> TASK TO CARRY OUT: Wherever the string "StreamConnection" occurs in a line of these records, report that line.

========================

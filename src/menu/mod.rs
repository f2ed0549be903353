//! Menu data model
//!
//! # Module Structure
//!
//! - `entry` - Entry, its kinds and the scalar values input entries edit
//! - `node` - Menu: ordered entries plus the selection cursor
//! - `tree` - MenuTree arena, parent links and action callbacks

mod entry;
mod node;
mod tree;

pub use entry::{Action, Callback, Entry, EntryId, EntryKind, Value};
pub use node::{Activation, Menu, DEFAULT_MARGIN};
pub use tree::{ActionContext, MenuId, MenuTree};
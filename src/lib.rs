//! termenu - keyboard-driven hierarchical menus for character terminals
//!
//! Applications build a `MenuTree` of `Menu`s holding `Entry`s, hand it to a
//! `Navigator` together with a terminal `Surface`, and call `run()`. The
//! navigator interprets arrow/enter/escape keys, runs entry actions and keeps
//! the screen in step with the selection.

pub mod config;
pub mod error;
pub mod menu;
pub mod navigator;
pub mod render;
pub mod terminal;

// Re-exports for convenience
pub use config::Config;
pub use error::{MenuError, MenuResult};
pub use menu::{
    Action, ActionContext, Activation, Entry, EntryId, EntryKind, Menu, MenuId, MenuTree, Value,
};
pub use navigator::{ExitReason, KeyBindings, NavAction, NavState, Navigator};
pub use render::{ColorPair, RenderStyle, Renderer};
pub use terminal::{ClearRegion, ConsoleSurface, LineRead, ScriptedSurface, Surface};
//! One-shot close signal shared between an object and its in-flight work

use std::future::Future;
use std::sync::Arc;

use tokio::sync::watch;

use crate::error::{Error, Result};

/// Set once, observed by every in-flight operation of the owning object.
#[derive(Debug, Clone)]
pub struct CloseSignal {
    tx: Arc<watch::Sender<bool>>,
}

impl CloseSignal {
    pub fn new() -> Self {
        let (tx, _rx) = watch::channel(false);
        Self { tx: Arc::new(tx) }
    }

    /// Mark closed. Returns `true` only for the call that did it.
    pub fn close(&self) -> bool {
        self.tx.send_if_modified(|closed| {
            if *closed {
                false
            } else {
                *closed = true;
                true
            }
        })
    }

    pub fn is_closed(&self) -> bool {
        *self.tx.borrow()
    }

    /// Resolves once [`close`](CloseSignal::close) has been called.
    pub async fn closed(&self) {
        let mut rx = self.tx.subscribe();
        // The sender lives in `self`, so the channel cannot be dropped here.
        let _ = rx.wait_for(|closed| *closed).await;
    }

    /// Run `fut`, resolving to `Canceled` if the signal fires first.
    pub async fn guard<T, F>(&self, fut: F) -> Result<T>
    where
        F: Future<Output = Result<T>>,
    {
        tokio::select! {
            biased;
            _ = self.closed() => Err(Error::Canceled),
            result = fut => result,
        }
    }
}

impl Default for CloseSignal {
    fn default() -> Self {
        Self::new()
    }
}
//! Common types and abstractions
//!
//! This module defines the core types used throughout the crate:
//! - Url / Host: transport addresses and their resolution
//! - Options: the typed option surface
//! - MessagePipe: length-prefixed messages over any stream
//! - CloseSignal: close notification for in-flight work

mod address;
mod options;
mod pipe;
mod shutdown;
mod url;

pub use address::{Family, Host, Resolver, SystemResolver};
pub use options::{Configurable, OptionName, OptionType, OptionValue, StreamOptions};
pub use pipe::MessagePipe;
pub use shutdown::CloseSignal;
pub use url::{BindTarget, DialTarget, Url};

// Re-export error types from crate root
pub use crate::error::{Error, Result};
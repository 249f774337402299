//! AEAD record protection
//!
//! Supports:
//! - ChaCha20-Poly1305
//! - AES-256-GCM

use aes_gcm::{
    aead::{Aead as _, KeyInit, Payload},
    Aes256Gcm, Nonce,
};
use chacha20poly1305::ChaCha20Poly1305;

use super::{NONCE_SIZE, TAG_SIZE};
use crate::error::{Error, Result};

/// Cipher types supported
#[derive(Debug, Clone, Copy, PartialEq, Eq)]
pub enum CipherKind {
    ChaCha20Poly1305,
    Aes256Gcm,
}

impl CipherKind {
    /// Get the key size for this cipher
    pub fn key_size(&self) -> usize {
        32
    }

    /// Identifier carried in the handshake
    pub fn id(&self) -> u8 {
        match self {
            CipherKind::ChaCha20Poly1305 => 1,
            CipherKind::Aes256Gcm => 2,
        }
    }

    pub fn from_id(id: u8) -> Option<Self> {
        match id {
            1 => Some(CipherKind::ChaCha20Poly1305),
            2 => Some(CipherKind::Aes256Gcm),
            _ => None,
        }
    }
}

/// AEAD cipher implementation
pub struct AeadCipher {
    kind: CipherKind,
    inner: CipherInner,
}

enum CipherInner {
    ChaCha20Poly1305(ChaCha20Poly1305),
    Aes256Gcm(Aes256Gcm),
}

impl AeadCipher {
    /// Create a new AEAD cipher with the given key
    pub fn new(kind: CipherKind, key: &[u8]) -> Result<Self> {
        if key.len() != kind.key_size() {
            return Err(Error::Crypto(format!(
                "Invalid key size: expected {}, got {}",
                kind.key_size(),
                key.len()
            )));
        }

        let inner = match kind {
            CipherKind::ChaCha20Poly1305 => ChaCha20Poly1305::new_from_slice(key)
                .map(CipherInner::ChaCha20Poly1305)
                .map_err(|e| Error::Crypto(format!("Failed to create cipher: {}", e)))?,
            CipherKind::Aes256Gcm => Aes256Gcm::new_from_slice(key)
                .map(CipherInner::Aes256Gcm)
                .map_err(|e| Error::Crypto(format!("Failed to create cipher: {}", e)))?,
        };

        Ok(Self { kind, inner })
    }

    pub fn kind(&self) -> CipherKind {
        self.kind
    }

    /// Encrypt plaintext with associated data
    pub fn seal(&self, nonce: &[u8; NONCE_SIZE], plaintext: &[u8], aad: &[u8]) -> Result<Vec<u8>> {
        let nonce = Nonce::from_slice(nonce);
        let payload = Payload {
            msg: plaintext,
            aad,
        };
        let result = match &self.inner {
            CipherInner::ChaCha20Poly1305(cipher) => cipher.encrypt(nonce, payload),
            CipherInner::Aes256Gcm(cipher) => cipher.encrypt(nonce, payload),
        };
        result.map_err(|e| Error::Crypto(format!("Encryption failed: {}", e)))
    }

    /// Decrypt ciphertext with associated data
    pub fn open(&self, nonce: &[u8; NONCE_SIZE], ciphertext: &[u8], aad: &[u8]) -> Result<Vec<u8>> {
        if ciphertext.len() < TAG_SIZE {
            return Err(Error::Crypto("Ciphertext too short".to_string()));
        }
        let nonce = Nonce::from_slice(nonce);
        let payload = Payload {
            msg: ciphertext,
            aad,
        };
        let result = match &self.inner {
            CipherInner::ChaCha20Poly1305(cipher) => cipher.decrypt(nonce, payload),
            CipherInner::Aes256Gcm(cipher) => cipher.decrypt(nonce, payload),
        };
        result.map_err(|e| Error::Crypto(format!("Decryption failed: {}", e)))
    }
}
//! loomwire - transport-agnostic asynchronous stream messaging
//!
//! # Architecture (Layered Transports)
//!
//! ```text
//! caller
//! → AsyncOp (submission, completion, cancel, timeout)
//! → MessagePipe (optional length-prefixed framing)
//! → StreamConnection
//! → TLS (rustls or PSK record layer)
//! → TCP
//! ```
//!
//! ## Core Principles
//!
//! - Every operation is an [`AsyncOp`] that completes exactly once
//! - Transports are found by URL scheme in a process-wide registry
//! - Layered transports are built only from the layer below
//! - Options are typed and checked before they reach a transport
//!
//! ## Module Structure
//!
//! ```text
//! src/
//! ├── aio/             # AsyncOp and the worker pool
//! ├── common/          # URLs, addresses, options, framing
//! ├── transport/       # Registry, TCP, TLS
//! ├── session/         # TLS credentials and record engines
//! └── crypto/          # Primitives for the PSK handshake
//! ```

// Core types
pub mod aio;
pub mod common;
pub mod error;

// Layered architecture
pub mod session;
pub mod transport;

// Supporting modules
pub mod config;
pub mod crypto;
pub mod metrics;

// Re-exports for convenience
pub use aio::{AsyncOp, OpState};
pub use common::{Configurable, MessagePipe, OptionName, OptionValue, Url};
pub use config::Config;
pub use error::{Error, Result};

// Architecture re-exports
pub use session::{AuthMode, TlsConfig, TlsMode};
pub use transport::{Dialer, Listener, StreamConnection, Transport};
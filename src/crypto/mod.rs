//! Cryptographic primitives for the pre-shared-key session
//!
//! - ChaCha20-Poly1305 and AES-256-GCM record protection
//! - X25519 ephemeral key exchange
//! - HKDF-SHA256 key schedule and HMAC-SHA256 finish MACs

mod aead;
mod key_exchange;

pub use aead::{AeadCipher, CipherKind};
pub use key_exchange::EphemeralX25519;

use hmac::{Hmac, Mac};
use sha2::Sha256;

use crate::error::{Error, Result};

/// Nonce size for AEAD ciphers (12 bytes)
pub const NONCE_SIZE: usize = 12;

/// Tag size for AEAD ciphers (16 bytes)
pub const TAG_SIZE: usize = 16;

type HmacSha256 = Hmac<Sha256>;

/// 32 random bytes, the size of a handshake random
pub fn random_32() -> [u8; 32] {
    use rand::RngCore;
    let mut out = [0u8; 32];
    rand::thread_rng().fill_bytes(&mut out);
    out
}

/// Derive a key using HKDF-SHA256
pub fn derive_key(secret: &[u8], salt: &[u8], info: &[u8], key_len: usize) -> Result<Vec<u8>> {
    use hkdf::Hkdf;

    let hk = Hkdf::<Sha256>::new(Some(salt), secret);
    let mut okm = vec![0u8; key_len];
    hk.expand(info, &mut okm)
        .map_err(|e| Error::Crypto(format!("HKDF expand failed: {}", e)))?;
    Ok(okm)
}

/// Compute SHA-256 hash
pub fn sha256(data: &[u8]) -> [u8; 32] {
    use sha2::Digest;
    let mut hasher = Sha256::new();
    hasher.update(data);
    hasher.finalize().into()
}

/// Compute HMAC-SHA256
pub fn hmac_sha256(key: &[u8], data: &[u8]) -> Result<[u8; 32]> {
    let mut mac = HmacSha256::new_from_slice(key)
        .map_err(|e| Error::Crypto(format!("HMAC key rejected: {}", e)))?;
    mac.update(data);
    Ok(mac.finalize().into_bytes().into())
}

/// Constant-time check of an HMAC-SHA256 tag
pub fn verify_hmac_sha256(key: &[u8], data: &[u8], tag: &[u8]) -> Result<bool> {
    let mut mac = HmacSha256::new_from_slice(key)
        .map_err(|e| Error::Crypto(format!("HMAC key rejected: {}", e)))?;
    mac.update(data);
    Ok(mac.verify_slice(tag).is_ok())
}

#[cfg(test)]
mod tests {
    use super::*;

    #[test]
    fn test_random_32() {
        assert_ne!(random_32(), random_32());
    }

    #[test]
    fn test_derive_key() {
        let a = derive_key(b"secret", b"salt", b"client key", 32).unwrap();
        let b = derive_key(b"secret", b"salt", b"server key", 32).unwrap();
        assert_eq!(a.len(), 32);
        assert_ne!(a, b);
    }

    #[test]
    fn test_hmac_rfc4231_case2() {
        let tag = hmac_sha256(b"Jefe", b"what do ya want for nothing?").unwrap();
        assert_eq!(
            tag[..8],
            [0x5b, 0xdc, 0xc1, 0x46, 0xbf, 0x60, 0x75, 0x4e]
        );
        assert!(verify_hmac_sha256(b"Jefe", b"what do ya want for nothing?", &tag).unwrap());
        assert!(!verify_hmac_sha256(b"Jeff", b"what do ya want for nothing?", &tag).unwrap());
    }

    #[test]
    fn test_sha256() {
        let hash = sha256(b"abc");
        assert_eq!(hash[..4], [0xba, 0x78, 0x16, 0xbf]);
    }
}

========================

> RESULT FOR THIS EXERCISE:
//! → StreamConnection
pub use transport::{Dialer, Listener, StreamConnection, Transport};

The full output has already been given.